Com apoio do Banco Mundial, Governo moçambicano só financiará projectos agrícolas formais

O Governo moçambicano, em parceria com o Banco Mundial, vai injectar recursos no sector agrário através do programa MozAgriBiz, mas a regra é clara: não haverá espaço para a informalidade.

O Ministro da Agricultura, Ambiente e Pescas, Roberto Mito Albino, deixou um recado directo aos empresários do agronegócio em Moçambique: para beneficiar dos novos fundos de financiamento, as empresas terão de estar devidamente registadas e a operar dentro da estrita legalidade.

A exigência foi destacada durante a Conferência do Programa de Desenvolvimento das Cadeias de Valor do Agronegócio de Moçambique (MozAgriBiz) do Corredor da Beira, realizada na província de Sofala.

Segundo o governante, o Executivo está a trabalhar lado a lado com o Banco Mundial para garantir que os fundos cheguem a quem realmente cumpre os requisitos fiscais e legais.

“Estes programas que pretendemos implementar com o apoio do Banco Mundial vão exigir que os empresários tenham a contabilidade organizada e que todas as transações ocorram dentro do sistema legal. Quem pretende beneficiar deste apoio deve organizar-se e manter as suas contas em ordem”, alertou categoricamente Roberto Albino.

O encontro em Sofala reuniu figuras de peso, incluindo o Secretário de Estado na província, Manuel Rodrigues, o Governador Lourenço Bulha, e o representante do Banco Mundial, Fily Sissoko, além de diversos quadros técnicos do sector.

O objectivo principal destas movimentações é afinar a máquina para a campanha agrária 2026/2027. O Ministro garantiu que o Governo está empenhado em criar todos os pressupostos necessários antes do lançamento oficial da época agrícola, assegurando um nível superior de organização e impacto no terreno.
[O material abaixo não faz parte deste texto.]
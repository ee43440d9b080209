use proptest::prelude::*;
use rand::rngs::StdRng;
use rand::SeedableRng;
use seatingd::classroom::{
    add_student, change_layout_mode, clear_seat, create_classroom, get_assigned_count,
    place_student_in_seat, randomize_seats, remove_student, replace_students, rotate_seats_once,
    swap_seat_assignments,
};
use seatingd::layout::get_layout_metrics;
use seatingd::model::{AppState, Classroom, LayoutMode, TimeMode, MAX_STUDENTS};
use seatingd::normalize::parse_state;
use std::collections::HashSet;

#[derive(Debug, Clone)]
enum Op {
    Layout(LayoutMode, TimeMode),
    Rotate(TimeMode),
    Swap(usize, usize, TimeMode),
    Clear(usize, TimeMode),
    Place(usize, usize, TimeMode),
    Randomize(u64, TimeMode),
    Add,
    Remove(usize),
    Replace(usize, TimeMode),
}

fn time_mode() -> impl Strategy<Value = TimeMode> {
    prop_oneof![Just(TimeMode::Weekday), Just(TimeMode::Weekend)]
}

fn layout_mode() -> impl Strategy<Value = LayoutMode> {
    prop_oneof![
        Just(LayoutMode::Groups),
        Just(LayoutMode::ThreeRows),
        Just(LayoutMode::Arc)
    ]
}

fn op() -> impl Strategy<Value = Op> {
    prop_oneof![
        (layout_mode(), time_mode()).prop_map(|(l, t)| Op::Layout(l, t)),
        time_mode().prop_map(Op::Rotate),
        (0usize..40, 0usize..40, time_mode()).prop_map(|(i, j, t)| Op::Swap(i, j, t)),
        (0usize..40, time_mode()).prop_map(|(i, t)| Op::Clear(i, t)),
        (0usize..40, 0usize..40, time_mode()).prop_map(|(s, i, t)| Op::Place(s, i, t)),
        (any::<u64>(), time_mode()).prop_map(|(seed, t)| Op::Randomize(seed, t)),
        Just(Op::Add),
        (0usize..40).prop_map(Op::Remove),
    ]
}

/// Adds roster replacement, which leaves the other time mode on old ids.
fn op_with_replace() -> impl Strategy<Value = Op> {
    prop_oneof![
        4 => op(),
        1 => (0usize..=36, time_mode()).prop_map(|(count, t)| Op::Replace(count, t)),
    ]
}

fn apply(c: &Classroom, op: &Op, n: usize) -> Classroom {
    let student_id = |k: usize| c.students.get(k % c.students.len().max(1)).map(|s| s.id.clone());
    match op {
        Op::Layout(mode, tm) => change_layout_mode(c, *mode, *tm),
        Op::Rotate(tm) => rotate_seats_once(c, *tm),
        Op::Swap(i, j, tm) => swap_seat_assignments(c, *i, *j, *tm),
        Op::Clear(i, tm) => clear_seat(c, *i, *tm),
        Op::Place(k, i, tm) => match student_id(*k) {
            Some(id) => place_student_in_seat(c, &id, *i, *tm),
            None => c.clone(),
        },
        Op::Randomize(seed, tm) => randomize_seats(c, *tm, &mut StdRng::seed_from_u64(*seed)),
        Op::Add => add_student(c, &format!("New {n}")),
        Op::Remove(k) => match student_id(*k) {
            Some(id) => remove_student(c, &id),
            None => c.clone(),
        },
        Op::Replace(count, tm) => {
            let names: Vec<String> = (0..*count).map(|i| format!("R{n}-{i}")).collect();
            replace_students(c, &names, *tm)
        }
    }
}

fn check_invariants(c: &Classroom) {
    let roster: HashSet<&str> = c.students.iter().map(|s| s.id.as_str()).collect();
    assert!(c.students.len() <= MAX_STUDENTS);
    for tm in TimeMode::ALL {
        let config = c.config(tm);
        let m = get_layout_metrics(config.layout_mode, c.students.len());
        assert_eq!(config.seats.len(), m.capacity, "{tm:?} capacity");
        assert!(m.capacity >= c.students.len());
        let mut seen = HashSet::new();
        for id in config.seats.iter().flatten() {
            assert!(seen.insert(id.as_str()), "{tm:?} seats {id} twice");
            assert!(roster.contains(id.as_str()), "{tm:?} seats unknown {id}");
        }
    }
}

proptest! {
    #![proptest_config(ProptestConfig::with_cases(64))]

    #[test]
    fn seats_stay_unique_and_sized(count in 0usize..=40, ops in prop::collection::vec(op(), 0..30)) {
        let names: Vec<String> = (0..count).map(|i| format!("Student {i}")).collect();
        let mut c = replace_students(&create_classroom("P"), &names, TimeMode::Weekday);
        check_invariants(&c);
        for (n, op) in ops.iter().enumerate() {
            c = apply(&c, op, n);
            check_invariants(&c);
        }
    }

    #[test]
    fn rotation_seats_the_whole_roster(count in 2usize..=36, mode in layout_mode(), steps in 1usize..8) {
        let names: Vec<String> = (0..count).map(|i| format!("S{i}")).collect();
        let c = replace_students(&create_classroom("R"), &names, TimeMode::Weekend);
        let mut c = change_layout_mode(&c, mode, TimeMode::Weekend);
        for _ in 0..steps {
            c = rotate_seats_once(&c, TimeMode::Weekend);
        }
        prop_assert_eq!(get_assigned_count(&c, TimeMode::Weekend), count);
        prop_assert_eq!(c.weekend.rotation_count as usize, steps);
        prop_assert_eq!(c.weekend.layout_mode, mode);
    }

    #[test]
    fn persisted_state_round_trips(
        count in 0usize..=36,
        weekend in layout_mode(),
        ops in prop::collection::vec(op_with_replace(), 0..20),
    ) {
        let names: Vec<String> = (0..count).map(|i| format!("Student {i}")).collect();
        let c = change_layout_mode(&create_classroom("RT"), weekend, TimeMode::Weekend);
        let mut c = replace_students(&c, &names, TimeMode::Weekday);
        for (n, op) in ops.iter().enumerate() {
            c = apply(&c, op, n);
        }
        let state = AppState::empty().upsert_classroom(c).set_active_time_mode(TimeMode::Weekend);
        let text = serde_json::to_string(&state).expect("serialize");
        prop_assert_eq!(parse_state(&text), Some(state));
    }
}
“Precisamos de celebrar contratos com os off takers [compradores garantidos] e disponibilizar todos os recursos necessários para que possamos iniciar a campanha agrária 2026/27 com a certeza de que teremos uma época agrícola memorável, porque os recursos não vão faltar”, destacou o Ministro.

Do lado dos parceiros de cooperação, o clima é de optimismo e confiança. Fily Sissoko, representante do Banco Mundial, enalteceu a transparência do Governo na condução deste processo e o espírito de “responsabilidade mútua” entre as partes.

Durante a sua visita exploratória de três dias a Sofala, Sissoko teve a oportunidade de interagir directamente com os produtores locais. Ele frisou que dialogou com os principais actores do agronegócio que estão a moldar o futuro da agricultura familiar e dos pequenos produtores em Moçambique.

Esta visita serviu para mapear de perto os desafios e oportunidades de investimento na região centro. O grande objectivo da parceria entre o Governo e o Banco Mundial é impulsionar uma transformação estrutural do sector agrário nacional, focando no aumento da produção para satisfazer as necessidades de consumo interno e na criação de postos de emprego para jovens e mulheres. Espera-se ainda que o programa gere rendimento sustentável para as famílias rurais e garanta a segurança alimentar e nutricional em todo o país.